Yes, that's obvious.
Why? You think if I'd just stuck with it a little longer it would have won me over?
There wasn't anything quite like System Shock when it was released. It's hard to tell now because of how old it is, but it was miles ahead of most games back then tech-wise, and the level design blew everything else away. It was also one of the first, if not the first, sci-fi horror computer games.
1994 was a great year for PC games.
Doom2, Descent, Warcraft, Master of Magic, UFO, Rise of the Triad, Heretic, Need for Speed, Raptor, etc. There were too many games and not enough time to waste on them.
Obviously its personal preference, but I remember when I first played Descent and I was just blown away by it. System Shock was sort of interesting for a few minutes, but it failed to impress me. I have high standards, I admit, and I hadn't paid anything for it to force me on, but I was clocking D&D RPGs years before SS came out, while also playing all FPS games like Wolf3d, Catacomb Abyss, Blake Stone, Doom and it was, to me, as an FPS veteran, a mediocre FPS game and without a full party it didn't even register to me as an RPG. I was even into adventure games like Secret of Monkey Island and Loom and Beneath a Steel Sky and SS couldn't impress me as an adventure game player, either.
I'll have to take your word about the level design, but being the first doesn't make it the best. System Shock 2 was immediately more immersive and I believe it was a better game.
Cyberspace was the the game's way of hacking into things, and to this day it's still the coolest mini-game within a game I've ever seen.
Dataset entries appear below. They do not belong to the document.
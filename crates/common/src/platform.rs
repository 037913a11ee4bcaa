use std::path::PathBuf;
use tracing::debug;

/// Directory name used under the platform config/data roots
const APP_DIR: &str = "flowmail";

/// Gets the default configuration file path for Flow Mail.
/// - Linux: ~/.config/flowmail/config.toml
/// - macOS: ~/Library/Application Support/flowmail/config.toml
/// - Windows: %APPDATA%/flowmail/config.toml
pub fn get_config_path() -> Option<PathBuf> {
    let config_dir = dirs::config_dir()?;
    Some(config_dir.join(APP_DIR).join("config.toml"))
}

/// Gets the default path of the persisted session file.
/// - Linux: ~/.local/share/flowmail/sessions.json
/// - macOS: ~/Library/Application Support/flowmail/sessions.json
/// - Windows: %APPDATA%/flowmail/sessions.json
pub fn get_sessions_path() -> Option<PathBuf> {
    let data_dir = dirs::data_dir()?;
    let path = data_dir.join(APP_DIR).join("sessions.json");
    debug!("Default session storage at {:?}", path);
    Some(path)
}

/// Returns a human-readable string for the current OS.
pub fn get_os_name() -> &'static str {
    #[cfg(target_os = "linux")]
    return "Linux";

    #[cfg(target_os = "macos")]
    return "macOS";

    #[cfg(target_os = "windows")]
    return "Windows";

    #[cfg(not(any(target_os = "linux", target_os = "macos", target_os = "windows")))]
    return "Unknown";
}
Well, I hate hacking/lockpicking minigames, in general.
I don't think SS1 would have aged well. When I first played Deus Ex I fucking loved it, but when I tried to replay it recently it just felt awkward and took far too long for your crosshairs to close in and become accurate. If I replay SS1 now, and it wasn't good enough in 1994, then I can't see how it would be enjoyable even if it was ported to a new engine.
But, hey, it's not me saying System Shock sucks! It's the developers doing the reboot. Clearly they realised it was a bad game then when they tried to make it good they realised they couldn't without changing it to a point where it's not even the same game.
I was quite interested in the reboot hoping that I'd finally get to experience the games greatness, but from what I'm hearing you couldn't make it great if someone gave you 1.3 million dollars to do so!